> [Task requirements]: Each line holding the string "description" is to be copied from the data.

> [Extracted data]:

//! Shared test fixtures for integration tests.
//!
//! Every fixture builds a fresh [`DocSearch`] over its own cache backend, so
//! tests never observe each other's indexes.
//!
//! # Available Fixtures
//!
//! - `three_pages`: the "First page" / "Second page" / "Third page" corpus
//!   on an in-memory cache
//! - `ranked_pages`: five pages that all match `route` with distinct scores
//! - [`FileBacked`]: the three-page corpus on a file cache in a temp directory

use docsearch_mcp::cache::{FileCache, MemoryCache};
use docsearch_mcp::config::Config;
use docsearch_mcp::corpus::{PageNode, StaticCorpus};
use docsearch_mcp::version::ConfiguredVersions;
use docsearch_mcp::{DocSearch, SearchQuery};
use rstest::fixture;
use serde_json::json;
use std::num::NonZeroUsize;
use std::sync::Arc;
use tempfile::TempDir;

/// A search subsystem together with the corpus it reads, so tests can
/// change the documentation underneath it.
#[allow(dead_code)] // Fields used across different integration test crates
pub struct Harness {
    pub search: DocSearch,
    pub corpus: Arc<StaticCorpus>,
}

/// Pages for version 6.0, each mentioning "page" in its body.
pub fn three_page_tree() -> Vec<PageNode> {
    vec![
        PageNode::new("First page", "first")
            .with_content("<p>The first page of the guide.</p>")
            .with_front_matter("keywords", json!(["intro"]))
            .with_child(
                PageNode::new("Second page", "first/second")
                    .with_content("<h2>Details</h2><p>Another page with details.</p>"),
            ),
        PageNode::new("Third page", "third")
            .with_content("<p>The last page.</p>")
            .with_front_matter("description", json!("Closing notes")),
    ]
}

/// Five pages matching `route` with distinct weighted scores.
///
/// Scores: Overview 1, Guide 2, Reference 3, Keywords 5, Route table 11.
pub fn ranked_tree() -> Vec<PageNode> {
    vec![
        PageNode::new("Overview", "overview").with_content("route"),
        PageNode::new("Guide", "guide").with_content("route route"),
        PageNode::new("Reference", "reference")
            .with_front_matter("description", json!("route"))
            .with_content("route"),
        PageNode::new("Keywords", "keywords").with_front_matter("keywords", json!(["route"])),
        PageNode::new("Route table", "route-table").with_content("route"),
    ]
}

pub fn config() -> Config {
    Config::from_toml(
        r#"
        [versions]
        latest = "6.0"
        available = ["6.0", "5.1"]
        "#,
    )
    .expect("Test configuration must parse")
}

fn corpus(tree: Vec<PageNode>) -> Arc<StaticCorpus> {
    Arc::new(
        StaticCorpus::new()
            .with_version("6.0", tree)
            .with_version(
                "5.1",
                vec![PageNode::new("Legacy page", "legacy").with_content("old page")],
            ),
    )
}

/// Build a harness over `tree` with the given configuration.
pub fn harness_with(tree: Vec<PageNode>, config: &Config) -> Harness {
    let corpus = corpus(tree);
    let registry = Arc::new(ConfiguredVersions::from_config(&config.versions));
    let store = Arc::new(MemoryCache::new(NonZeroUsize::new(8).expect("non-zero capacity")));
    Harness {
        search: DocSearch::new(config, corpus.clone(), registry, store),
        corpus,
    }
}

#[fixture]
pub fn three_pages() -> Harness {
    harness_with(three_page_tree(), &config())
}

#[fixture]
pub fn ranked_pages() -> Harness {
    harness_with(ranked_tree(), &config())
}

/// The three-page corpus over a [`FileCache`] rooted in a temp directory.
#[allow(dead_code)] // Used by the index tests only
pub struct FileBacked {
    pub dir: TempDir,
    pub corpus: Arc<StaticCorpus>,
    pub config: Config,
}

#[allow(dead_code)] // Used by the index tests only
impl FileBacked {
    pub fn new() -> Self {
        Self {
            dir: TempDir::new().expect("Failed to create temp directory"),
            corpus: corpus(three_page_tree()),
            config: config(),
        }
    }

    /// A fresh subsystem over the shared cache directory.
    pub fn search(&self) -> DocSearch {
        let registry = Arc::new(ConfiguredVersions::from_config(&self.config.versions));
        let store = Arc::new(FileCache::new(self.dir.path()));
        DocSearch::new(&self.config, self.corpus.clone(), registry, store)
    }
}

/// Titles of the rows returned for `query`.
#[allow(dead_code)] // Used across different integration test crates
pub fn titles(search: &DocSearch, query: &SearchQuery) -> Vec<String> {
    search
        .search(query)
        .expect("Search should succeed")
        .rows
        .into_iter()
        .map(|row| row.title)
        .collect()
}
//! Search tool handler.

use crate::service::DocSearch;
use crate::types::{PageSize, SearchQuery, SearchResponse};
use rmcp::schemars;
use serde::Deserialize;
use std::fmt::Write as _;
use std::num::NonZeroUsize;
use std::sync::Arc;

#[derive(Debug, Deserialize, schemars::JsonSchema)]
pub struct SearchRequest {
    /// Search query. `*` matches any run of characters, `?` exactly one.
    pub query: String,
    /// Documentation version to search (default: latest)
    #[serde(default)]
    pub version: Option<String>,
    /// 1-based result page (default: 1)
    #[serde(default)]
    pub page: Option<usize>,
    /// Results per page, or "all" (default: configured page size)
    #[serde(default)]
    pub size: Option<SizeArg>,
    /// Return the raw JSON response instead of formatted text
    #[serde(default)]
    pub json: bool,
}

/// A page size given either as a number or as the keyword `all`.
#[derive(Debug, Clone, Deserialize, schemars::JsonSchema)]
#[serde(untagged)]
pub enum SizeArg {
    Count(usize),
    Keyword(String),
}

impl SizeArg {
    fn to_page_size(&self) -> Result<PageSize, String> {
        let size = match self {
            Self::Count(size) => PageSize::fixed(*size),
            Self::Keyword(keyword) => keyword.parse(),
        };
        size.map_err(|e| e.to_string())
    }
}

impl SearchRequest {
    /// Convert tool arguments into a validated query.
    pub fn into_query(self) -> Result<SearchQuery, String> {
        let mut query = SearchQuery::new(self.query);
        if let Some(version) = self.version {
            query = query.version(version);
        }
        if let Some(page) = self.page {
            let page = NonZeroUsize::new(page)
                .ok_or("Invalid pagination: page must be at least 1")?;
            query = query.page(page);
        }
        if let Some(size) = &self.size {
            query = query.size(size.to_page_size()?);
        }
        Ok(query)
    }
}

/// Execute a search on the blocking pool.
pub async fn handle_search(
    search: &Arc<DocSearch>,
    request: SearchRequest,
) -> Result<String, String> {
    let json = request.json;
    let query = request.into_query()?;
    let search = Arc::clone(search);

    let response = tokio::task::spawn_blocking(move || search.search(&query))
        .await
        .map_err(|e| format!("Search task failed: {}", e))?
        .map_err(|e| e.to_string())?;

    if json {
        serde_json::to_string_pretty(&response).map_err(|e| e.to_string())
    } else {
        Ok(format_response(&response))
    }
}

/// Render a result page as Markdown-ish text.
pub fn format_response(response: &SearchResponse) -> String {
    if response.rows.is_empty() {
        return format!("No results found ({} pages searched).", response.count);
    }

    let mut out = String::new();
    let _ = writeln!(
        out,
        "Found {} matching pages out of {} (page {}):\n",
        response.count_filtered, response.count, response.page
    );

    for (i, result) in response.rows.iter().enumerate() {
        let _ = writeln!(
            out,
            "{}. **{}** [{}] `{}` (score {})",
            i + 1,
            result.title,
            result.version,
            result.route,
            result.score
        );
        if !result.snippet.is_empty() {
            let _ = writeln!(out, "   {}", result.snippet);
        }
    }

    out
}
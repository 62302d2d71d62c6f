use rmcp::model::JsonObject;
use rmcp::schemars::{self, JsonSchema, generate::SchemaSettings};
use std::sync::Arc;

/// Generate an inline JSON schema for MCP tools
///
/// Unlike rmcp's default `schema_for_type()`, this sets `inline_subschemas = true`
/// so the untagged page size argument is rendered inline instead of as a `$ref`.
pub fn inline_schema_for_type<T: JsonSchema>() -> Arc<JsonObject> {
    let mut settings = SchemaSettings::draft07();
    settings.transforms = vec![Box::new(schemars::transform::AddNullable::default())];
    settings.inline_subschemas = true;

    let generator = settings.into_generator();
    let schema = generator.into_root_schema_for::<T>();

    // A root schema always serializes to a JSON object
    let object = match serde_json::to_value(schema) {
        Ok(serde_json::Value::Object(object)) => object,
        _ => JsonObject::new(),
    };

    Arc::new(object)
}
//! Tracing initialization.

use std::sync::Once;
use tracing_subscriber::{EnvFilter, fmt::format::FmtSpan};

static INIT: Once = Once::new();

/// Initialize tracing. Safe to call multiple times.
///
/// Output goes to stderr so the MCP transport on stdout stays clean. Under a
/// test runner output goes through the test writer instead.
pub fn init(verbose: bool) {
    INIT.call_once(|| {
        let is_test =
            std::env::var("NEXTEST").is_ok() || std::env::var("CARGO_TARGET_TMPDIR").is_ok();
        let level = if is_test || verbose {
            tracing::Level::DEBUG
        } else {
            tracing::Level::INFO
        };
        let filter = EnvFilter::from_default_env().add_directive(level.into());

        let builder = tracing_subscriber::fmt()
            .with_env_filter(filter)
            .with_ansi(false)
            .with_target(true)
            .with_span_events(FmtSpan::NONE)
            .compact();

        if is_test {
            // Another harness may already own the global subscriber
            let _ = builder.with_test_writer().try_init();
        } else if let Err(e) = builder.with_writer(std::io::stderr).try_init() {
            eprintln!("Failed to initialize tracing: {}", e);
        }
    });
}
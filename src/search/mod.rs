//! Field-weighted documentation search.
//!
//! Pages are flattened and stripped into [`IndexedPage`](crate::types::IndexedPage)
//! records by the [`Indexer`], stored per version in the [`IndexCache`], and
//! scanned linearly by the [`SearchEngine`]. Ranked results are sliced into
//! pages by the [`Paginator`].

pub mod engine;
pub mod fields;
pub mod indexer;
pub(crate) mod matcher;
pub mod paginate;
pub mod snippet;
pub mod store;

pub use engine::{FieldMatches, SearchEngine};
pub use fields::FieldExtractor;
pub use indexer::Indexer;
pub use paginate::{ItemSource, Paginator, paginate};
pub use snippet::generate_snippet;
pub use store::IndexCache;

> [Answer box]:
            .with_front_matter("description", json!("Closing notes")),
            .with_front_matter("description", json!("route"))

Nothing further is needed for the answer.